A redistricting case about more than redistricting

Photo by Marjorie Kamys Cotera

In every redistricting cycle since 1970, Texas has had the distinction — dubious as it is — of making redistricting law at the Supreme Court.

In the 1970s, Texas redistricting litigation helped end the use of at-large districts to select legislators. Twenty years later, a Texas case led to rulings defining standards for measuring when legislators had gone too far in drawing districts to protect the power of minority groups. And in Tom DeLay’s infamous twice-in-one decade redistricting cycle of the 2000s, the Supreme Court got the chance to consider whether the process amounted to a partisan gerrymander.

None of this is too surprising. Texas has long been a complicated, multi-ethnic state where groups have jockeyed for power in a political environment that can resemble blood sport.

And there’s little doubt this cycle's redistricting fights — which went to trial this week in San Antonio — will make law in a number of key ways, including potentially answering critical questions about whether African-Americans and Hispanics can be counted together in deciding whether additional majority-minority districts can be created in places like the Dallas-Fort Worth Metroplex, as well as a seemingly perennial fight over whether the Texas Legislature improperly dismantled U.S. Rep. Lloyd Doggett’s district.

But this cycle could also make law in a more far-reaching way — one with national implications for voting rights advocates. That’s because lawyers for the Justice Department and minority groups are asserting what they believe is a strong claim that Texas legislators intentionally discriminated against the state’s rapidly growing Hispanic and African-American populations when they drew the 2011 maps.

If the Justice Department and minority groups succeed on the claim, the three-judge panel in San Antonio, and ultimately the Supreme Court, will get the chance to decide whether to use a process under Section 3 of the Voting Rights Act known as “bail in” to require Texas to again submit election law changes for pre-approval (“preclearance,” in legal parlance) before putting them into effect. That outcome would leave Texas back where it was last year before the Supreme Court’s decision in Shelby Co. v. Holder effectively invalidated different preclearance provisions that had covered Texas for nearly 40 years.

Although the trial is just getting started, many observers think Texas could be in trouble — especially with an earlier court having found that the maps contained “more evidence of discriminatory intent than we have space, or need, to address.”

To understand how Texas ended up in this predicament, it’s worth looking back at the extraordinary collision that took place this redistricting cycle.

On the one hand, there was Texas’ explosive growth. Between 2000 and 2010, Texas added 4.3 million people — far more than any other state. More importantly, that 20.6 percent growth in the state’s population represented an acceleration of a demographic revolution, with Hispanics accounting for nearly seven of every 10 new Texans and non-Anglos overall making up more than 90 percent of the state’s population gain.

At the same time, 2010 also brought another revolution for Texas — an unprecedented Republican sweep of the Texas Legislature that soon gave the party a historic supermajority in the Texas House and a near supermajority in the Texas Senate.

To preserve their supermajority amid rapid Hispanic and African-American growth, the Justice Department and minority groups say, Republican lawmakers found that they had to split up African-American and Hispanic communities or use increasingly tech savvy, data-driven sleights of hand that allowed lawmakers to selectively swap out higher-voting Hispanics in districts for lower-voting ones elsewhere.

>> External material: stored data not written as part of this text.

//! CLI entry point for the RFC search.

use std::process::ExitCode;

use rfc_search::cli::{self, Invocation};
use rfc_search::status::{Console, StatusWriter};
use rfc_search::terminal;
use tracing_subscriber::EnvFilter;

fn main() -> ExitCode {
    terminal::prepare(terminal::platform_terminal().as_ref());
    let console = Console::stderr();

    let request = match cli::parse_invocation(std::env::args_os()) {
        Ok(Invocation::Help) => {
            println!("{}", cli::help());
            return ExitCode::SUCCESS;
        }
        Ok(Invocation::Search(request)) => request,
        Err(e) => {
            println!("{}", cli::usage());
            console.error(&format!("{e}\n"));
            return ExitCode::FAILURE;
        }
    };

    init_tracing(request.verbose);

    match cli::execute(request, &console) {
        Ok(presented) if presented.is_failure() => ExitCode::FAILURE,
        Ok(_) => ExitCode::SUCCESS,
        Err(e) => {
            console.error(&e.to_string());
            ExitCode::FAILURE
        }
    }
}

/// Initialize tracing on stderr with WARN level by default (DEBUG with
/// `--verbose`), respecting RUST_LOG.
fn init_tracing(verbose: bool) {
    let default_level = if verbose { "rfc_search=debug,warn" } else { "warn" };

    tracing_subscriber::fmt()
        .with_env_filter(
            EnvFilter::try_from_default_env().unwrap_or_else(|_| EnvFilter::new(default_level)),
        )
        .with_target(false)
        .with_writer(std::io::stderr)
        .init();
}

The irony is that African-American and Hispanic groups say these maneuvers were unnecessary to keep Republicans safely in charge. They point to numerous proposed maps that would have kept more communities together, enhanced the ability of minority groups to elect preferred candidates and still left Texas Republicans with a safe legislative majority and control of a majority of the state’s congressional districts for the foreseeable future.

The double irony is that there now is no chance that the state could “get back” the maps adopted in 2011. That’s because an earlier round of litigation resulted in the court adopting temporary maps — since made permanent by Texas — that increased the number of minority-controlled seats and ended prospects of a GOP supermajority.

In the meantime, there’s a good chance Texas will have helped define a key, but until now little-used, provision of the Voting Rights Act that could serve as a powerful tool in voting rights litigation around the country.